La Chimère, chapitre II, partie 3

« Il n’est plus là ! » me suis-je mis à crier en me réveillant. Je suis en sueur. La nuit est encore là, sombre. L’horloge sonne les trois heures. Je dois savoir, je dois vérifier ! J’enfile prestement mes vêtements de la veille et je sors en claquant la porte. Mes pas résonnent dans les rues de Paris que je traverse en toute hâte. Une voiture m’éblouie, je bouscule un passant venant face à moi, il ne me regarde pas et continue son chemin, hagard. La pluie tombe, l’odeur chaude du sol remonte, le phare chasse l’obscurité. J’arrive, d’un trait je monte à l’étage, je me précipite dans l’étude, les portes sont ouvertes. Il est là.

« Elle le veux, Elle va venir le prendre, je dois le protéger, l’emporter en sécurité, le cacher ! » Je me saisis du Cube, il est si petit et léger, je le glisse dans un petit sac que je mets en bandoulière. Des effluves d’air marin me parviennent, j’entends des mouettes. Je me mets à courir dans les rues, mes pas font un bruit insupportable. Je sens une présence. Je me retourne mais rien. Je dois courir, je manque de glisser sur les pavés humides. Elle est là.

« L’océan, il faut que je regagne l’océan. J’y serai en sécurité. » Je monte dans un train, il siffle, il s’ébranle et gagne rapidement en vitesse. La campagne défile à toute allure. La ville s’étiole au loin. Paris n’est plus.

« !!! » hurle mon esprit. Elle est là. Je me plaque contre la paroi du wagon-bar, tétanisé. Elle passe lentement, cette chose sombre, dans un silence mortel, presque translucide, chaque seconde semble durer une vie, ses contours luisent doucement, ce calme, je me sens rassuré, cette chaleur, je m’assoupis… Le train vacille, je prends conscience du danger, je m’élance vers la porte. Elle me voit.

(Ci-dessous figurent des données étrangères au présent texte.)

//! MongoDB connection handle and the `db` core module that owns its lifecycle.

use std::sync::Arc;

use anyhow::Context;
use async_trait::async_trait;
use bookshelf_kernel::settings::Settings;
use bookshelf_kernel::{InitCtx, Module};
use mongodb::bson::doc;
use mongodb::{Client, Collection, Database};

/// Handle to the configured database.
///
/// Cheap to clone; every clone shares the same connection pool.
#[derive(Clone, Debug)]
pub struct DbHandle {
    client: Client,
    database: Database,
}

impl DbHandle {
    /// Build a client for the configured deployment and select the database
    /// matching the execution mode. No network round trip happens here.
    pub async fn connect(settings: &Settings) -> anyhow::Result<Self> {
        let uri = settings.database.uri();
        let name = settings.database.database_name(settings.environment);

        let client = Client::with_uri_str(&uri)
            .await
            .with_context(|| format!("failed to create MongoDB client for {}", uri))?;
        let database = client.database(name);

        tracing::info!(target: "bookshelf-db", %uri, database = name, "database client created");

        Ok(Self { client, database })
    }

    /// Name of the selected database.
    pub fn database_name(&self) -> &str {
        self.database.name()
    }

    /// Typed handle to a collection in the selected database.
    pub fn collection<T: Send + Sync>(&self, name: &str) -> Collection<T> {
        self.database.collection(name)
    }

    /// Round-trip a `ping` command to verify the deployment is reachable.
    pub async fn ping(&self) -> anyhow::Result<()> {
        self.database
            .run_command(doc! { "ping": 1 })
            .await
            .with_context(|| format!("failed to ping database '{}'", self.database_name()))?;
        Ok(())
    }

    /// Close pooled connections and stop background monitoring.
    pub async fn shutdown(&self) {
        self.client.clone().shutdown().await;
        tracing::info!(target: "bookshelf-db", database = self.database_name(), "database client shut down");
    }
}

/// Core module wiring the database handle into the registry lifecycle.
pub struct DbModule {
    handle: DbHandle,
}

impl DbModule {
    pub fn new(handle: DbHandle) -> Self {
        Self { handle }
    }
}

#[async_trait]
impl Module for DbModule {
    fn name(&self) -> &'static str {
        "db"
    }

    async fn init(&self, _ctx: &InitCtx<'_>) -> anyhow::Result<()> {
        self.handle.ping().await?;
        tracing::info!(
            module = self.name(),
            database = self.handle.database_name(),
            "connected to database"
        );
        Ok(())
    }

    async fn stop(&self) -> anyhow::Result<()> {
        self.handle.shutdown().await;
        Ok(())
    }
}

/// Create the core `db` module for the given handle
pub fn create_module(handle: DbHandle) -> Arc<dyn Module> {
    Arc::new(DbModule::new(handle))
}
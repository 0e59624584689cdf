use anyhow::Context;
use std::sync::Arc;

use crate::module::{InitCtx, Module};

/// Core module initialization order (excluding HTTP server)
const CORE_MODULE_ORDER: &[&str] = &[
    "db", // Database connection
          // Note: HTTP server is started separately after all modules are initialized
];

/// Module registry for managing module lifecycle with core/custom separation
pub struct ModuleRegistry {
    core_modules: Vec<Arc<dyn Module>>,
    custom_modules: Vec<Arc<dyn Module>>,
}

impl ModuleRegistry {
    /// Create a new module registry
    pub fn new() -> Self {
        Self {
            core_modules: Vec::new(),
            custom_modules: Vec::new(),
        }
    }

    /// Register a core module with the registry
    pub fn register_core(&mut self, module: Arc<dyn Module>) {
        self.core_modules.push(module);
    }

    /// Register a custom module with the registry
    pub fn register_custom(&mut self, module: Arc<dyn Module>) {
        self.custom_modules.push(module);
    }

    /// Get all registered modules (core + custom)
    pub fn modules(&self) -> Vec<&Arc<dyn Module>> {
        let mut all_modules = Vec::new();
        all_modules.extend(self.core_modules.iter());
        all_modules.extend(self.custom_modules.iter());
        all_modules
    }

    /// Get a module by name (searches both core and custom modules)
    pub fn get_module(&self, name: &str) -> Option<&Arc<dyn Module>> {
        self.core_modules
            .iter()
            .find(|module| module.name() == name)
            .or_else(|| {
                self.custom_modules
                    .iter()
                    .find(|module| module.name() == name)
            })
    }

    /// Initialize core modules in order, then custom modules
    pub async fn init_all(&self, ctx: &InitCtx<'_>) -> anyhow::Result<()> {
        self.init_core_modules(ctx).await?;
        self.init_custom_modules(ctx).await
    }

    /// Start core modules in order, then custom modules
    pub async fn start_all(&self, ctx: &InitCtx<'_>) -> anyhow::Result<()> {
        self.start_core_modules(ctx).await?;
        self.start_custom_modules(ctx).await
    }

    /// Stop custom modules, then core modules, both in reverse order
    pub async fn stop_all(&self) -> anyhow::Result<()> {
        self.stop_custom_modules().await?;
        self.stop_core_modules().await
    }

    /// Initialize core modules in the correct order
    pub async fn init_core_modules(&self, ctx: &InitCtx<'_>) -> anyhow::Result<()> {
        tracing::info!(
            "initializing core modules in order: {:?}",
            CORE_MODULE_ORDER
        );

        for &module_name in CORE_MODULE_ORDER {
            if let Some(module) = self.core_modules.iter().find(|m| m.name() == module_name) {
                tracing::info!(module = module.name(), "initializing core module");

                module.init(ctx).await.with_context(|| {
                    format!("failed to initialize core module '{}'", module.name())
                })?;
            }
        }

        Ok(())
    }

    /// Initialize custom modules
    pub async fn init_custom_modules(&self, ctx: &InitCtx<'_>) -> anyhow::Result<()> {
        tracing::info!("initializing {} custom modules", self.custom_modules.len());

        for module in &self.custom_modules {
            tracing::info!(module = module.name(), "initializing custom module");

            module.init(ctx).await.with_context(|| {
                format!("failed to initialize custom module '{}'", module.name())
            })?;
        }

        Ok(())
    }

    /// Start core modules in the correct order
    pub async fn start_core_modules(&self, ctx: &InitCtx<'_>) -> anyhow::Result<()> {
        tracing::info!("starting core modules in order: {:?}", CORE_MODULE_ORDER);

        for &module_name in CORE_MODULE_ORDER {
            if let Some(module) = self.core_modules.iter().find(|m| m.name() == module_name) {
                tracing::info!(module = module.name(), "starting core module");

                module
                    .start(ctx)
                    .await
                    .with_context(|| format!("failed to start core module '{}'", module.name()))?;
            }
        }

        Ok(())
    }

    /// Start custom modules
    pub async fn start_custom_modules(&self, ctx: &InitCtx<'_>) -> anyhow::Result<()> {
        tracing::info!("starting {} custom modules", self.custom_modules.len());

        for module in &self.custom_modules {
            tracing::info!(module = module.name(), "starting custom module");

            module
                .start(ctx)
                .await
                .with_context(|| format!("failed to start custom module '{}'", module.name()))?;
        }

        Ok(())
    }

    /// Stop custom modules first (reverse order)
    pub async fn stop_custom_modules(&self) -> anyhow::Result<()> {
        tracing::info!("stopping {} custom modules", self.custom_modules.len());

        for module in self.custom_modules.iter().rev() {
            tracing::info!(module = module.name(), "stopping custom module");

            module
                .stop()
                .await
                .with_context(|| format!("failed to stop custom module '{}'", module.name()))?;
        }

        Ok(())
    }

    /// Stop core modules in reverse order
    pub async fn stop_core_modules(&self) -> anyhow::Result<()> {
        tracing::info!("stopping core modules in reverse order");

        for &module_name in CORE_MODULE_ORDER.iter().rev() {
            if let Some(module) = self.core_modules.iter().find(|m| m.name() == module_name) {
                tracing::info!(module = module.name(), "stopping core module");

                module
                    .stop()
                    .await
                    .with_context(|| format!("failed to stop core module '{}'", module.name()))?;
            }
        }

        Ok(())
    }
}

impl Default for ModuleRegistry {
    fn default() -> Self {
        Self::new()
    }
}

Je sors de la cabine. Je suis sur le pont. Le vent me frappe, l’orage déchire mes oreilles, la grêle me frappe. Je crie des ordres, les hommes se précipitent. Il ne faut pas sombrer, pas encore, plus loin, plus loin. Elle dans l’air, elle est la mer, elle est en colère. La coque grince, gronde, se rompt. Je tombe dans l’obscurité glaciale des fonds marins.

J’erre dans le dédale de pierres, une cité engloutie, ancienne. Je vois défiler des ombres, elles tentent de me saisir, elles m’appellent par mon nom, elles savent des choses sur moi… Je fuis ! Je cours mais je n’avance pas, je n’arrive plus à me mouvoir, je suis pris au piège, la peur me saisis à la gorge. Le sol soudain m’avale, je me noie, je chois. Longtemps. J’heurt le sol sans un bruit.

Je suis dans une immense pièce, d’immondes divinités me scrutent des ombres. Je ne ressens aucune crainte. L’épuisement me gagne, mes jambes semblent lourdes, glacées. Ma besace pèse sur mon épaule, je la pose au sol. Mes bras me permettent tout juste de déposer le cube sur un pilier de marbre aux bas-reliefs étranges. Il m’éclairera durant mon repos. Je m’allonge sur un banc aux mesures disproportionnées. J’entends au loin le remous d’une hélice. Je m’endors.

J’ai toujours rêvé de cette petite maison de campagne en vieilles pierres avec une vue insaisissable sur l’océan. La présence des éléments m’a toujours apaisée. Ici, la lumière est plus vive, l’air est chargée d’embruns et l’on entend le ressac et le bruit des galets qui roulent en permanence. Aujourd’hui, j’ai l’impression d’avoir toujours été là, à juste profiter du temps qui passe, à le sentir glisser sur mon corps et mon âme. Jusqu’à l’usure.

Ce soir, après une belle journée à marcher le long des vagues, alors que j’ai rejoints ma couche, l’obscurité m’enveloppe. Elle est là, cette douce forme sombre et lumineuse. Elle est là, pour moi, cela a toujours été. Elle s’approche doucement. Je ne ressens aucune crainte, aucun regret, aucune amertume. Je vais enfin pouvoir discuter avec Poséidon. Je m’endors pour la dernière fois.